Material provided: Begin
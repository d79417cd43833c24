//! Canonical logging macros
//!
//! These macros provide a structured, consistent way to log selection
//! operations.

/// Log the start of an operation
///
/// # Example
///
/// ```
/// # use variax_core::log_op_start;
/// log_op_start!("select");
/// log_op_start!("select", candidate_count = 3);
/// ```
#[macro_export]
macro_rules! log_op_start {
    ($op:expr) => {
        tracing::info!(
            component = module_path!(),
            op = $op,
            event = variax_core_types::schema::EVENT_START,
        );
    };
    ($op:expr, $($field:tt)*) => {
        tracing::info!(
            component = module_path!(),
            op = $op,
            event = variax_core_types::schema::EVENT_START,
            $($field)*
        );
    };
}

/// Log the successful end of an operation
///
/// # Example
///
/// ```
/// # use variax_core::log_op_end;
/// log_op_end!("select", duration_ms = 2);
/// ```
#[macro_export]
macro_rules! log_op_end {
    ($op:expr, duration_ms = $duration:expr) => {
        tracing::info!(
            component = module_path!(),
            op = $op,
            event = variax_core_types::schema::EVENT_END,
            duration_ms = $duration,
        );
    };
    ($op:expr, duration_ms = $duration:expr, $($field:tt)*) => {
        tracing::info!(
            component = module_path!(),
            op = $op,
            event = variax_core_types::schema::EVENT_END,
            duration_ms = $duration,
            $($field)*
        );
    };
}

/// Log an operation error
///
/// # Example
///
/// ```ignore
/// # use variax_core::{log_op_error, errors::VariaxError};
/// let err = VariaxError::NoCandidates { op: "select".to_string() };
/// log_op_error!("select", err, duration_ms = 1);
/// ```
#[macro_export]
macro_rules! log_op_error {
    ($op:expr, $err:expr, duration_ms = $duration:expr) => {{
        use $crate::errors::VxError;
        let vx_err: VxError = $err.into();
        tracing::error!(
            component = module_path!(),
            op = $op,
            event = variax_core_types::schema::EVENT_END_ERROR,
            duration_ms = $duration,
            err_kind = ?vx_err.kind(),
            err_code = vx_err.code(),
        );
    }};
    ($op:expr, $err:expr, duration_ms = $duration:expr, $($field:tt)*) => {{
        use $crate::errors::VxError;
        let vx_err: VxError = $err.into();
        tracing::error!(
            component = module_path!(),
            op = $op,
            event = variax_core_types::schema::EVENT_END_ERROR,
            duration_ms = $duration,
            err_kind = ?vx_err.kind(),
            err_code = vx_err.code(),
            $($field)*
        );
    }};
}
Material provided: End
Instructions to follow: The data must be duplicated exactly, with nothing left out.

Solution for this task:
repository d79417cd43833c24
//! Canonical logging macros
//!
//! These macros provide a structured, consistent way to log selection
//! operations.

/// Log the start of an operation
///
/// # Example
///
/// ```
/// # use variax_core::log_op_start;
/// log_op_start!("select");
/// log_op_start!("select", candidate_count = 3);
/// ```
#[macro_export]
macro_rules! log_op_start {
    ($op:expr) => {
        tracing::info!(
            component = module_path!(),
            op = $op,
            event = variax_core_types::schema::EVENT_START,
        );
    };
    ($op:expr, $($field:tt)*) => {
        tracing::info!(
            component = module_path!(),
            op = $op,
            event = variax_core_types::schema::EVENT_START,
            $($field)*
        );
    };
}

/// Log the successful end of an operation
///
/// # Example
///
/// ```
/// # use variax_core::log_op_end;
/// log_op_end!("select", duration_ms = 2);
/// ```
#[macro_export]
macro_rules! log_op_end {
    ($op:expr, duration_ms = $duration:expr) => {
        tracing::info!(
            component = module_path!(),
            op = $op,
            event = variax_core_types::schema::EVENT_END,
            duration_ms = $duration,
        );
    };
    ($op:expr, duration_ms = $duration:expr, $($field:tt)*) => {
        tracing::info!(
            component = module_path!(),
            op = $op,
            event = variax_core_types::schema::EVENT_END,
            duration_ms = $duration,
            $($field)*
        );
    };
}

/// Log an operation error
///
/// # Example
///
/// ```ignore
/// # use variax_core::{log_op_error, errors::VariaxError};
/// let err = VariaxError::NoCandidates { op: "select".to_string() };
/// log_op_error!("select", err, duration_ms = 1);
/// ```
#[macro_export]
macro_rules! log_op_error {
    ($op:expr, $err:expr, duration_ms = $duration:expr) => {{
        use $crate::errors::VxError;
        let vx_err: VxError = $err.into();
        tracing::error!(
            component = module_path!(),
            op = $op,
            event = variax_core_types::schema::EVENT_END_ERROR,
            duration_ms = $duration,
            err_kind = ?vx_err.kind(),
            err_code = vx_err.code(),
        );
    }};
    ($op:expr, $err:expr, duration_ms = $duration:expr, $($field:tt)*) => {{
        use $crate::errors::VxError;
        let vx_err: VxError = $err.into();
        tracing::error!(
            component = module_path!(),
            op = $op,
            event = variax_core_types::schema::EVENT_END_ERROR,
            duration_ms = $duration,
            err_kind = ?vx_err.kind(),
            err_code = vx_err.code(),
            $($field)*
        );
    }};
}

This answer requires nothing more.